La Corona española – la de verdad, no la de las ceremonias protocolares, tan descomunal que no hay cabeza que la sostenga– es la resulta del pacto histórico suscrito por el Rey y los ciudadanos españoles y no un designio tenido por divino, lo que le confiere vida y fuerzas propias. Eso fue lo que se vio en Paiporta.
Hubo algún Borbón de memoria infeliz entre nosotros – Fernando VII, «El Deseado»– que a la hora de «las chiquitas» desconoció pacto similar para correr a metérsele en la entrepierna a los franceses invasores: Sucedió en Bayona, en 1808, mientras el pueblo resistía con machetes e instrumentos de labranza a la «Grande Armèe» de Napoleón.
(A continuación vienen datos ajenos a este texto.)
// src/app/vue.rs
//
// Vue (UI egui) — natif + web
// ---------------------------
// - Écran en lecture seule, aligné à droite
// - Pavé 4 colonnes : 7 8 9 / | 4 5 6 * | 1 2 3 - | 0 . = + | C
// - Chaque bouton fabrique un Evenement ; l’état fait le reste

use eframe::egui;

use super::etat::AppCalc;
use crate::noyau::Evenement;

/// Ordre du pavé, ligne par ligne.
const PAVE: [&[&str]; 5] = [
    &["7", "8", "9", "/"],
    &["4", "5", "6", "*"],
    &["1", "2", "3", "-"],
    &["0", ".", "=", "+"],
    &["C"],
];

const COLONNES: usize = 4;
const ESPACEMENT: f32 = 6.0;
const HAUTEUR_ECRAN: f32 = 48.0;
const TAILLE_TEXTE_ECRAN: f32 = 22.0;

impl AppCalc {
    /// UI principale : à appeler depuis eframe::App::update(...)
    pub fn ui(&mut self, ui: &mut egui::Ui) {
        ui.spacing_mut().item_spacing = egui::vec2(ESPACEMENT, ESPACEMENT);

        self.ui_ecran(ui);

        ui.add_space(8.0);

        self.ui_pave(ui);
    }

    fn ui_ecran(&self, ui: &mut egui::Ui) {
        let couleur = if self.est_en_erreur() {
            ui.visuals().error_fg_color
        } else {
            ui.visuals().strong_text_color()
        };

        egui::Frame::group(ui.style())
            .fill(ui.visuals().extreme_bg_color)
            .show(ui, |ui| {
                ui.set_min_width(ui.available_width());
                ui.set_min_height(HAUTEUR_ECRAN);
                ui.with_layout(egui::Layout::right_to_left(egui::Align::Center), |ui| {
                    ui.label(
                        egui::RichText::new(self.affichage())
                            .monospace()
                            .size(TAILLE_TEXTE_ECRAN)
                            .color(couleur),
                    );
                });
            });
    }

    fn ui_pave(&mut self, ui: &mut egui::Ui) {
        let largeur = (ui.available_width() - ESPACEMENT * (COLONNES as f32 - 1.0)) / COLONNES as f32;
        let lignes = PAVE.len() as f32;
        let hauteur = ((ui.available_height() - ESPACEMENT * (lignes - 1.0)) / lignes).max(28.0);

        egui::Grid::new("pave_calculatrice")
            .num_columns(COLONNES)
            .spacing([ESPACEMENT, ESPACEMENT])
            .show(ui, |ui| {
                for ligne in PAVE {
                    for touche in ligne {
                        self.bouton(ui, touche, [largeur, hauteur]);
                    }
                    ui.end_row();
                }
            });
    }

    fn bouton(&mut self, ui: &mut egui::Ui, touche: &str, taille: [f32; 2]) {
        let resp = ui.add_sized(
            taille,
            egui::Button::new(egui::RichText::new(touche).size(18.0)),
        );
        if !resp.clicked() {
            return;
        }
        if let Some(ev) = Evenement::from_touche(touche) {
            self.envoyer(ev);
        }
    }
}
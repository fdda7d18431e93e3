//! Shared test utilities for core module tests
//!
//! This module is only compiled in test mode.

use crate::core::rule::{Direction, Protocol, Rule};

/// CSV text of the canonical test rule table.
///
/// Mirrors `tests/fixtures/fw.csv` so unit tests don't touch the filesystem.
pub const FIXTURE_CSV: &str = "\
inbound,tcp,80,192.168.1.1-192.168.1.10
inbound,tcp,81-90,10.0.0.1-10.0.0.10
inbound,udp,53,192.168.2.0-192.168.2.255
outbound,tcp,10000-10234,192.168.10.0-192.168.10.11
outbound,udp,1000-2000,52.12.48.92
";

/// The canonical test rule table as parsed rules.
pub fn fixture_rules() -> Vec<Rule> {
    vec![
        Rule::new(
            Direction::Inbound,
            Protocol::Tcp,
            "80",
            "192.168.1.1-192.168.1.10",
        ),
        Rule::new(Direction::Inbound, Protocol::Tcp, "81-90", "10.0.0.1-10.0.0.10"),
        Rule::new(
            Direction::Inbound,
            Protocol::Udp,
            "53",
            "192.168.2.0-192.168.2.255",
        ),
        Rule::new(
            Direction::Outbound,
            Protocol::Tcp,
            "10000-10234",
            "192.168.10.0-192.168.10.11",
        ),
        Rule::new(Direction::Outbound, Protocol::Udp, "1000-2000", "52.12.48.92"),
    ]
}
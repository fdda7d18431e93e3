//! Directory lookup following the XDG Base Directory specification
//!
//! - Config: `~/.config/fwgate/` - `config.json`

use directories::ProjectDirs;
use std::path::PathBuf;

pub fn get_config_dir() -> Option<PathBuf> {
    ProjectDirs::from("com", "fwgate", "fwgate").map(|pd| pd.config_dir().to_path_buf())
}
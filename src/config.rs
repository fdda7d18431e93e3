//! Application configuration
//!
//! The config file is JSON. Every field has a default, so an empty object
//! (or no file at all) is a valid configuration.

use crate::core::error::Result;
use crate::core::index::BuildLimits;
use crate::utils::get_config_dir;
use serde::{Deserialize, Serialize};
use std::path::{Path, PathBuf};

/// Environment variable that overrides the config file location
pub const CONFIG_ENV_VAR: &str = "FWGATE_CONFIG";

/// Default upper bound on rules in a single rule source
pub const DEFAULT_MAX_RULES: usize = 10_000;

/// Default upper bound on index entries after port expansion
pub const DEFAULT_MAX_ENTRIES: usize = 1_000_000;

#[derive(Debug, Clone, Serialize, Deserialize, PartialEq, Eq)]
pub struct AppConfig {
    /// Rule source used when `--rules` is not given
    #[serde(default)]
    pub rules_path: Option<PathBuf>,
    /// Rule sources with more rows than this are refused
    #[serde(default = "default_max_rules")]
    pub max_rules: usize,
    /// Rule sources whose port ranges expand past this many entries are refused
    ///
    /// Each rule is stored once per port it covers, so a single `1-65535` row
    /// costs 65535 entries. This is what bounds load time and memory.
    #[serde(default = "default_max_entries")]
    pub max_entries: usize,
    /// Log level when no `-v` flag is given (error, warn, info, debug, trace)
    #[serde(default = "default_log_level")]
    pub log_level: String,
}

impl Default for AppConfig {
    fn default() -> Self {
        Self {
            rules_path: None,
            max_rules: default_max_rules(),
            max_entries: default_max_entries(),
            log_level: default_log_level(),
        }
    }
}

fn default_max_rules() -> usize {
    DEFAULT_MAX_RULES
}

fn default_max_entries() -> usize {
    DEFAULT_MAX_ENTRIES
}

fn default_log_level() -> String {
    "warn".to_string()
}

impl AppConfig {
    /// Index build limits taken from this config
    pub fn limits(&self) -> BuildLimits {
        BuildLimits {
            max_rules: self.max_rules,
            max_entries: self.max_entries,
        }
    }
}

/// Path of the config file in the user's config directory.
pub fn default_config_path() -> Option<PathBuf> {
    get_config_dir().map(|dir| dir.join("config.json"))
}

/// Loads the config.
///
/// Lookup order: `explicit`, then `$FWGATE_CONFIG`, then the default path.
/// A missing file at the default path yields [`AppConfig::default`]; a missing
/// file that was asked for by name is an error.
pub fn load_config(explicit: Option<&Path>) -> Result<AppConfig> {
    let requested = explicit
        .map(Path::to_path_buf)
        .or_else(|| std::env::var_os(CONFIG_ENV_VAR).map(PathBuf::from));

    if let Some(path) = requested {
        return read_config(&path);
    }

    match default_config_path() {
        Some(path) if path.is_file() => read_config(&path),
        _ => Ok(AppConfig::default()),
    }
}

fn read_config(path: &Path) -> Result<AppConfig> {
    let json = std::fs::read_to_string(path)?;
    let config: AppConfig = serde_json::from_str(&json)?;
    tracing::debug!("Loaded config from {}", path.display());
    Ok(config)
}

/// Saves the config using an atomic write pattern.
/// 1. Writes to a temporary file next to the target.
/// 2. Flushes it to disk.
/// 3. Atomically renames it over the target path.
pub fn save_config(config: &AppConfig, path: &Path) -> Result<()> {
    use std::io::Write;

    let json = serde_json::to_string_pretty(config)?;
    let temp_path = path.with_extension("json.tmp");

    if let Some(parent) = path.parent() {
        std::fs::create_dir_all(parent)?;
    }

    let mut file = std::fs::File::create(&temp_path)?;
    file.write_all(json.as_bytes())?;
    file.sync_all()?;

    std::fs::rename(temp_path, path)?;
    Ok(())
}
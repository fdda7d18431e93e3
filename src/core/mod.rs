//! Core rule matching functionality
//!
//! This module contains the types and logic for evaluating packets against a
//! static allow-list. It provides:
//!
//! - [`interval`]: Inclusive port and IPv4 ranges
//! - [`rule`]: Rule and packet data structures
//! - [`index`]: The rule table and the accept query
//! - [`loader`]: CSV and JSON rule sources, CSV query batches
//! - [`error`]: Error types for loading and querying

pub mod error;
pub mod index;
pub mod interval;
pub mod loader;
pub mod rule;

#[cfg(test)]
pub mod test_helpers;
//! Rule and packet data structures
//!
//! A [`Rule`] is one allow-listed traffic pattern as read from a rule source.
//! Its port and address fields are kept as the raw range specs; they are only
//! parsed when the rule is indexed, so a bad row is reported with its position.
//!
//! A [`Packet`] is the typed descriptor a query is evaluated for.

use serde::{Deserialize, Serialize};
use std::net::Ipv4Addr;

/// Traffic direction relative to the protected host
#[derive(
    Debug,
    Clone,
    Copy,
    Serialize,
    Deserialize,
    PartialEq,
    Eq,
    Hash,
    strum::Display,
    strum::EnumString,
    strum::EnumIter,
    strum::AsRefStr,
)]
#[serde(rename_all = "lowercase")]
pub enum Direction {
    #[strum(serialize = "inbound")]
    Inbound,
    #[strum(serialize = "outbound")]
    Outbound,
}

/// Transport protocol of a rule or packet
///
/// Only port-carrying protocols can appear in the rule table.
#[derive(
    Debug,
    Clone,
    Copy,
    Serialize,
    Deserialize,
    PartialEq,
    Eq,
    Hash,
    strum::Display,
    strum::EnumString,
    strum::EnumIter,
    strum::AsRefStr,
)]
#[serde(rename_all = "lowercase")]
pub enum Protocol {
    /// Transmission Control Protocol
    #[strum(serialize = "tcp")]
    Tcp,
    /// User Datagram Protocol
    #[strum(serialize = "udp")]
    Udp,
}

#[derive(Debug, Clone, Serialize, Deserialize, PartialEq, Eq)]
pub struct Rule {
    pub direction: Direction,
    pub protocol: Protocol,
    /// Port spec: `80` or `10000-20000`
    pub ports: String,
    /// Address spec: `10.0.0.1`, `10.0.0.1-10.0.0.9` or `10.0.0.0/24`
    pub addresses: String,
}

impl Rule {
    pub fn new(
        direction: Direction,
        protocol: Protocol,
        ports: impl Into<String>,
        addresses: impl Into<String>,
    ) -> Self {
        Self {
            direction,
            protocol,
            ports: ports.into(),
            addresses: addresses.into(),
        }
    }
}

/// A packet to be checked against the rule table
#[derive(Debug, Clone, Copy, PartialEq, Eq)]
pub struct Packet {
    pub direction: Direction,
    pub protocol: Protocol,
    pub port: u16,
    pub address: Ipv4Addr,
}

impl Packet {
    pub const fn new(
        direction: Direction,
        protocol: Protocol,
        port: u16,
        address: Ipv4Addr,
    ) -> Self {
        Self {
            direction,
            protocol,
            port,
            address,
        }
    }
}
Muy por el contrario, este Borbón de ahora, tataranieto de aquel, se plantó firme ante la catástrofe, personificando al Estado en medio de la disolución de sus administraciones. Todos hicieron mutis: la izquierda meliflua, el nacionalismo fanfarrón y toda la pléyade de buenos para nada que rodea a Pedro Sánchez. Solo quedaron en el sitio Felipe y Letizia, atendiendo al lamento de quienes lo habían perdido todo.
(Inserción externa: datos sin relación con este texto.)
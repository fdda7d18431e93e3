//! fwgate - allow-list packet filter
//!
//! Loads a static table of firewall rules and answers, for each packet,
//! whether any rule allows it.
//!
//! # Architecture
//!
//! - [`core`] - Range parsing, the rule index, and rule file loading
//! - [`config`] - Configuration persistence
//! - [`utils`] - Utility functions (XDG directories)
//!
//! # Model
//!
//! - Rules are (direction, protocol, port range, address range) tuples
//! - A packet is accepted if at least one rule covers it, denied otherwise
//! - The table is built once, all-or-nothing, and never changes afterwards
//!
//! # Example
//!
//! ```
//! use fwgate::core::index::BuildLimits;
//! use fwgate::core::loader::{RuleFormat, index_from_str};
//!
//! let rules = "inbound,tcp,80,192.168.1.1-192.168.1.10\ninbound,udp,53,192.168.2.0/24\n";
//! let index = index_from_str(rules, RuleFormat::Csv, BuildLimits { max_rules: 100, ..BuildLimits::UNBOUNDED }).unwrap();
//!
//! assert!(index.accept("inbound", "tcp", 80, "192.168.1.2").unwrap());
//! assert!(!index.accept("inbound", "udp", 24, "52.12.48.92").unwrap());
//! ```

// Allow pedantic clippy warnings that are not worth fixing for this codebase
#![allow(clippy::must_use_candidate)]
#![allow(clippy::return_self_not_must_use)]
#![allow(clippy::uninlined_format_args)]

pub mod config;
pub mod core;
pub mod utils;

// Re-export commonly used types
pub use crate::core::error::{Error, Result};
pub use crate::core::index::RuleIndex;
pub use crate::core::rule::{Direction, Packet, Protocol, Rule};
«Les arrojaron barro», destaca convenientemente cierta prensa en España. Recuerda uno aquello que exclamara el presidente Soublette tras asistir a cierta puesta en escena teatral en la que lo satirizaban:
«Venezuela no se ha perdido ni se perderá porque un ciudadano se burle de un gobernante; se perderá porque un gobernante se burle de sus ciudadanos».
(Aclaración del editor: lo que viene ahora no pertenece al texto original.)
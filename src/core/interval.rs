//! Inclusive numeric intervals for port and IPv4 address ranges
//!
//! Both kinds of range share one parser and one containment test through
//! [`IntervalRange`], which is parameterized by a [`Domain`] marker. The marker
//! keeps port ranges (`u16`) and address ranges (`u32`) distinct at the type
//! level while reusing the same algorithm.
//!
//! # Range Syntax
//!
//! - `X` - a single value, `low == high`
//! - `X-Y` - an inclusive range split on the first `-`
//! - `A.B.C.D/N` - a CIDR block (IPv4 only), covering network to broadcast
//!
//! Ranges are not required to be ordered. An inverted range such as `200-100`
//! parses successfully and contains nothing.
//!
//! # Example
//!
//! ```
//! use fwgate::core::interval::{IpRange, PortRange};
//! use std::net::Ipv4Addr;
//!
//! let ports: PortRange = "80-90".parse().unwrap();
//! assert!(ports.contains(85));
//!
//! let hosts: IpRange = "10.0.0.0/30".parse().unwrap();
//! assert!(hosts.contains_addr(Ipv4Addr::new(10, 0, 0, 3)));
//! assert!(!hosts.contains_addr(Ipv4Addr::new(10, 0, 0, 4)));
//! ```

use super::error::MalformedRange;
use ipnetwork::Ipv4Network;
use std::fmt;
use std::marker::PhantomData;
use std::net::Ipv4Addr;
use std::ops::RangeInclusive;
use std::str::FromStr;

/// Value space an [`IntervalRange`] is defined over
pub trait Domain {
    type Value: Copy + Ord + fmt::Debug;

    /// Short name used in error messages
    const NAME: &'static str;

    /// Parses a single bound token (already trimmed and non-empty).
    fn parse_value(token: &str) -> Result<Self::Value, String>;

    /// Parses a whole-range notation specific to the domain.
    ///
    /// Returns `None` when `spec` is not in that notation, so the generic
    /// `X` / `X-Y` syntax applies.
    fn parse_block(_spec: &str) -> Option<Result<(Self::Value, Self::Value), String>> {
        None
    }

    fn fmt_value(value: Self::Value, f: &mut fmt::Formatter<'_>) -> fmt::Result;
}

/// Transport-layer port numbers
#[derive(Debug, Clone, Copy, PartialEq, Eq, Hash)]
pub struct PortDomain;

impl Domain for PortDomain {
    type Value = u16;
    const NAME: &'static str = "port";

    fn parse_value(token: &str) -> Result<u16, String> {
        token.parse::<u16>().map_err(|e| e.to_string())
    }

    fn fmt_value(value: u16, f: &mut fmt::Formatter<'_>) -> fmt::Result {
        write!(f, "{value}")
    }
}

/// IPv4 addresses as big-endian 32-bit integers
#[derive(Debug, Clone, Copy, PartialEq, Eq, Hash)]
pub struct Ipv4Domain;

impl Domain for Ipv4Domain {
    type Value = u32;
    const NAME: &'static str = "ipv4";

    fn parse_value(token: &str) -> Result<u32, String> {
        token
            .parse::<Ipv4Addr>()
            .map(ipv4_to_u32)
            .map_err(|e| e.to_string())
    }

    fn parse_block(spec: &str) -> Option<Result<(u32, u32), String>> {
        if !spec.contains('/') {
            return None;
        }
        Some(
            spec.trim()
                .parse::<Ipv4Network>()
                .map(|net| (ipv4_to_u32(net.network()), ipv4_to_u32(net.broadcast())))
                .map_err(|e| e.to_string()),
        )
    }

    fn fmt_value(value: u32, f: &mut fmt::Formatter<'_>) -> fmt::Result {
        write!(f, "{}", u32_to_ipv4(value))
    }
}

/// Converts an address to its integer form, treating the octets as big-endian.
#[inline]
pub fn ipv4_to_u32(addr: Ipv4Addr) -> u32 {
    u32::from_be_bytes(addr.octets())
}

#[inline]
pub fn u32_to_ipv4(value: u32) -> Ipv4Addr {
    Ipv4Addr::from(value.to_be_bytes())
}

/// Parses a dotted-quad string into its integer form.
pub fn parse_ipv4(address: &str) -> Result<u32, MalformedRange> {
    Ipv4Domain::parse_value(address.trim())
        .map_err(|reason| MalformedRange::new(Ipv4Domain::NAME, address, reason))
}

/// Inclusive interval `[low, high]` over a [`Domain`]
#[derive(Debug, Clone, Copy, PartialEq, Eq)]
pub struct IntervalRange<D: Domain> {
    low: D::Value,
    high: D::Value,
    domain: PhantomData<D>,
}

/// Port interval, e.g. `80` or `8000-9000`
pub type PortRange = IntervalRange<PortDomain>;

/// IPv4 interval, e.g. `10.0.0.1-10.0.0.9` or `10.0.0.0/24`
pub type IpRange = IntervalRange<Ipv4Domain>;

impl<D: Domain> IntervalRange<D> {
    pub const fn new(low: D::Value, high: D::Value) -> Self {
        Self {
            low,
            high,
            domain: PhantomData,
        }
    }

    pub const fn single(value: D::Value) -> Self {
        Self::new(value, value)
    }

    /// Parses `X`, `X-Y`, or a domain-specific block notation.
    ///
    /// Whitespace around each bound is ignored. The bounds are not reordered.
    pub fn parse(spec: &str) -> Result<Self, MalformedRange> {
        if let Some(block) = D::parse_block(spec) {
            let (low, high) = block.map_err(|reason| MalformedRange::new(D::NAME, spec, reason))?;
            return Ok(Self::new(low, high));
        }

        match spec.split_once('-') {
            None => parse_bound::<D>(spec, spec).map(Self::single),
            Some((low, high)) => Ok(Self::new(
                parse_bound::<D>(spec, low)?,
                parse_bound::<D>(spec, high)?,
            )),
        }
    }

    #[inline]
    pub fn contains(&self, value: D::Value) -> bool {
        self.low <= value && value <= self.high
    }

    pub fn low(&self) -> D::Value {
        self.low
    }

    pub fn high(&self) -> D::Value {
        self.high
    }

    /// Returns `true` for inverted ranges, which match no value.
    pub fn is_empty(&self) -> bool {
        self.low > self.high
    }
}

fn parse_bound<D: Domain>(spec: &str, token: &str) -> Result<D::Value, MalformedRange> {
    let token = token.trim();
    if token.is_empty() {
        return Err(MalformedRange::new(D::NAME, spec, "missing bound"));
    }
    D::parse_value(token)
        .map_err(|reason| MalformedRange::new(D::NAME, spec, format!("'{token}': {reason}")))
}

impl PortRange {
    /// Every port covered by the range, in ascending order.
    ///
    /// Empty for inverted ranges.
    pub fn ports(&self) -> RangeInclusive<u16> {
        self.low..=self.high
    }

    /// Number of ports covered by the range.
    pub fn width(&self) -> usize {
        if self.is_empty() {
            0
        } else {
            usize::from(self.high - self.low) + 1
        }
    }
}

impl IpRange {
    pub fn contains_addr(&self, addr: Ipv4Addr) -> bool {
        self.contains(ipv4_to_u32(addr))
    }
}

impl<D: Domain> FromStr for IntervalRange<D> {
    type Err = MalformedRange;

    fn from_str(s: &str) -> Result<Self, Self::Err> {
        Self::parse(s)
    }
}

impl<D: Domain> fmt::Display for IntervalRange<D> {
    fn fmt(&self, f: &mut fmt::Formatter<'_>) -> fmt::Result {
        D::fmt_value(self.low, f)?;
        if self.low != self.high {
            f.write_str("-")?;
            D::fmt_value(self.high, f)?;
        }
        Ok(())
    }
}


#[cfg(test)]
mod property_tests {
    use super::*;
    use proptest::prelude::*;

    proptest! {
        #[test]
        fn test_single_value_contains_only_itself(x in any::<u16>(), y in any::<u16>()) {
            let range = PortRange::parse(&x.to_string()).unwrap();
            prop_assert!(range.contains(x));
            prop_assert_eq!(range.contains(y), x == y);
        }

        #[test]
        fn test_port_range_containment(
            a in any::<u16>(),
            b in any::<u16>(),
            v in any::<u16>()
        ) {
            let (low, high) = (a.min(b), a.max(b));
            let range = PortRange::parse(&format!("{low}-{high}")).unwrap();
            prop_assert_eq!(range.contains(v), low <= v && v <= high);
        }

        #[test]
        fn test_ip_range_containment(a in any::<u32>(), b in any::<u32>(), v in any::<u32>()) {
            let (low, high) = (a.min(b), a.max(b));
            let spec = format!("{}-{}", u32_to_ipv4(low), u32_to_ipv4(high));
            let range = IpRange::parse(&spec).unwrap();
            prop_assert_eq!(range.contains(v), low <= v && v <= high);
        }

        #[test]
        fn test_dotted_quad_roundtrip(octets in any::<[u8; 4]>()) {
            let addr = Ipv4Addr::from(octets);
            let value = parse_ipv4(&addr.to_string()).unwrap();
            prop_assert_eq!(u32_to_ipv4(value).octets(), octets);
        }

        #[test]
        fn test_inverted_ranges_never_match(a in any::<u16>(), b in any::<u16>(), v in any::<u16>()) {
            prop_assume!(a != b);
            let range = PortRange::new(a.max(b), a.min(b));
            prop_assert!(range.is_empty());
            prop_assert!(!range.contains(v));
        }

        #[test]
        fn test_parse_never_panics(spec in "\\PC*") {
            let _ = PortRange::parse(&spec);
            let _ = IpRange::parse(&spec);
        }
    }
}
Tampoco España se acabará porque algún desesperado le haya arrojado barro al Rey, cabeza del Estado; por el contrario, sí que estará perdida si son el Estado y sus administraciones los que embarren al ciudadano al que se deben tal y como lo han hecho Pedro Sánchez y su gobierno.
Afortunadamente para los españoles, en esta su hora más baja en muchos años, Don Felipe ha sabido ser y sabido estar. Por ellos y por la querida España, digo: ¡viva el Rey!
Gustavo Villasmil-Prieto es Médico-UCV. Exsecretario de Salud de Miranda.